Movin’ on Up

The time is right to move on to a better blog.    I picked up a sweet domain name and have copied all my previous posts here over to it.   The format is a little bland at the moment, but over time I’ll work on it.   I just wanted somewhere free and simple to post my random thoughts.

The new URL is http://www.coffeeandpizza.net.   If you’re reading this page, I hope you’ll try out the new one.

Sharing with the Community vs.

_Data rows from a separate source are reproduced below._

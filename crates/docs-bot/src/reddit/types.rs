//! Reddit API wire types.

use chrono::{DateTime, Duration, Utc};
use serde::Deserialize;

/// `Listing` envelope returned by list endpoints.
#[derive(Debug, Deserialize)]
pub(crate) struct Listing<T> {
    pub data: ListingData<T>,
}

#[derive(Debug, Deserialize)]
pub(crate) struct ListingData<T> {
    #[serde(default = "Vec::new")]
    pub children: Vec<Thing<T>>,
}

/// A typed child of a listing (`kind` is `t1` for comments).
#[derive(Debug, Deserialize)]
pub(crate) struct Thing<T> {
    pub data: T,
}

impl<T> Listing<T> {
    pub fn into_items(self) -> Vec<T> {
        self.data.children.into_iter().map(|c| c.data).collect()
    }
}

/// Response from the OAuth token endpoint.
///
/// A rejected password grant still answers 200, with only `error` set.
#[derive(Debug, Deserialize)]
pub(crate) struct TokenResponse {
    pub access_token: Option<String>,
    pub expires_in: Option<i64>,
    pub error: Option<String>,
}

/// Response from `POST /api/comment` with `api_type=json`.
#[derive(Debug, Deserialize)]
pub(crate) struct CommentResponse {
    pub json: CommentResponseBody,
}

#[derive(Debug, Deserialize)]
pub(crate) struct CommentResponseBody {
    #[serde(default)]
    pub errors: Vec<serde_json::Value>,
}

/// A bearer token and when it stops being valid.
#[derive(Debug, Clone)]
pub(crate) struct AccessToken {
    pub value: String,
    pub expires_at: DateTime<Utc>,
}

impl AccessToken {
    /// Renew this long before the server-side expiry.
    const REFRESH_MARGIN_SECS: i64 = 60;

    pub fn new(value: String, expires_in_secs: i64) -> Self {
        Self {
            value,
            expires_at: Utc::now() + Duration::seconds(expires_in_secs),
        }
    }

    pub fn is_fresh(&self) -> bool {
        Utc::now() + Duration::seconds(Self::REFRESH_MARGIN_SECS) < self.expires_at
    }
}

#[cfg(test)]
mod tests {
    use super::*;
    use crate::comments::Comment;

    #[test]
    fn test_listing_items_keep_order() {
        let listing: Listing<Comment> = serde_json::from_str(
            r#"{"kind": "Listing", "data": {"after": null, "children": [
                {"kind": "t1", "data": {"id": "b", "body": "second"}},
                {"kind": "t1", "data": {"id": "a", "body": "first"}}
            ]}}"#,
        )
        .unwrap();

        let ids: Vec<_> = listing.into_items().into_iter().map(|c| c.id).collect();
        assert_eq!(ids, vec!["b", "a"]);
    }

    #[test]
    fn test_token_freshness() {
        assert!(AccessToken::new("t".to_string(), 3600).is_fresh());
        assert!(!AccessToken::new("t".to_string(), 30).is_fresh());
    }

    #[test]
    fn test_comment_errors() {
        let response: CommentResponse = serde_json::from_str(
            r#"{"json": {"errors": [["RATELIMIT", "you are doing that too much", "ratelimit"]]}}"#,
        )
        .unwrap();
        assert_eq!(response.json.errors.len(), 1);
    }
}
//! Reddit bot that answers `!docs` commands with Python documentation links.
//!
//! The bot watches a subreddit's comment stream for lines such as
//!
//! ```text
//! !docs pathlib.Path, re.search, zip, while, pep-8
//! ```
//!
//! and replies with one markdown link per match. Each requested reference
//! goes through three lookups (see [`resolver`]):
//!
//! - standard library pages, built from the dotted name and probed live
//! - language reference sections, fuzzy matched against a static table
//! - PEP pages, probed live
//!
//! # Architecture
//!
//! - [`ReferenceTable`] is loaded once at startup and shared read-only.
//! - [`DocsBot`] handles one comment at a time from a [`CommentSource`] and
//!   replies through a [`CommentReplier`]; [`RedditClient`] implements both
//!   sides for Reddit.
//! - [`Supervisor`] restarts the monitoring task with backoff and stops on
//!   shutdown.

#![warn(clippy::pedantic)]
#![allow(clippy::module_name_repetitions)]

pub mod bot;
pub mod command;
pub mod comments;
pub mod config;
pub mod datastore;
pub mod error;
pub mod fuzzy;
pub mod reddit;
pub mod resolver;
pub mod supervisor;

pub use bot::{format_reply, DocsBot, Outcome, REPLY_FOOTER};
pub use command::{CommandInvocation, CommandParser, DEFAULT_TRIGGER};
pub use comments::{Comment, CommentReplier, CommentSource};
pub use config::{BotConfig, Credentials, USER_AGENT};
pub use datastore::{DocSection, ReferenceTable};
pub use error::{BotError, Result};
pub use reddit::{CommentStream, RedditClient, RedditEndpoints};
pub use resolver::{DocsResolver, DocsUrls, HttpProber, Prober, ResolvedLink};
pub use supervisor::{Exit, RetryPolicy, Supervisor};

Keeping a Job

Microsoft has done a whole lot to open source their tools to the IT professional community and this is awesome.   Some of the stuff that I’m using pretty regularly includes DSC modules that are available on GitHub for basically nothing.   I can actually modify the code and put in pull requests to get my changes put into the actual main product.

As a Windows guy, this is totally new to me.   When I find something that I don’t like, I can now change it to the way I want it and, if I think others would use it, I can put in a pull request (PR) to get it merged into the real deal.   On the other hand, if I do something that’s just for my own use, I can do it without worrying about breaking the real stuff.   It’s pretty neat and very useful.  I’ve been able to take some things. like the Windows Firewall DSC module, and modify it to give me more power over the rules when I use it.   I’ve even made my own DSC module for configuring Windows Update.

The question really now is, what can I share with the community and what do I need to keep to myself?  Obviously, if there is secret stuff, like passwords or private info, in the scripts, I need to keep that to myself.  But what if absolutely nothing in the code is specific to my employer?

I work for Trek.   I don’t do this kind of work on my own time, and even if I did, I still feel like it’s for Trek.   Every part of improving myself technically or improving my status in the community affects my employment, at least at a high level.   If I was to become the biggest contributor to the DSC modules “on my own time”, would that not benefit Trek?   What if I did something “on my own” and then put it in place at Trek?   Would that suddenly make the work “Trek’s time”?   If I was to build an awesome personal Git repository full of my own work, and never put in the PRs to merge them into the main code, would that be mine?  What if I was to leave Trek?   Would I be able to take all that work with me, thereby benefiting my next employer?

These questions keep me from posting really anything into my own GitHub account or doing PRs for what I do.   I just don’t see where risking my employment or some IP infringement problems is worth it.   I know there are some employers out there who totally encourage giving to the community.   That makes perfect sense, particularly if you’re a technology company running open source stuff all the time or a consulting company making money in open source development and support.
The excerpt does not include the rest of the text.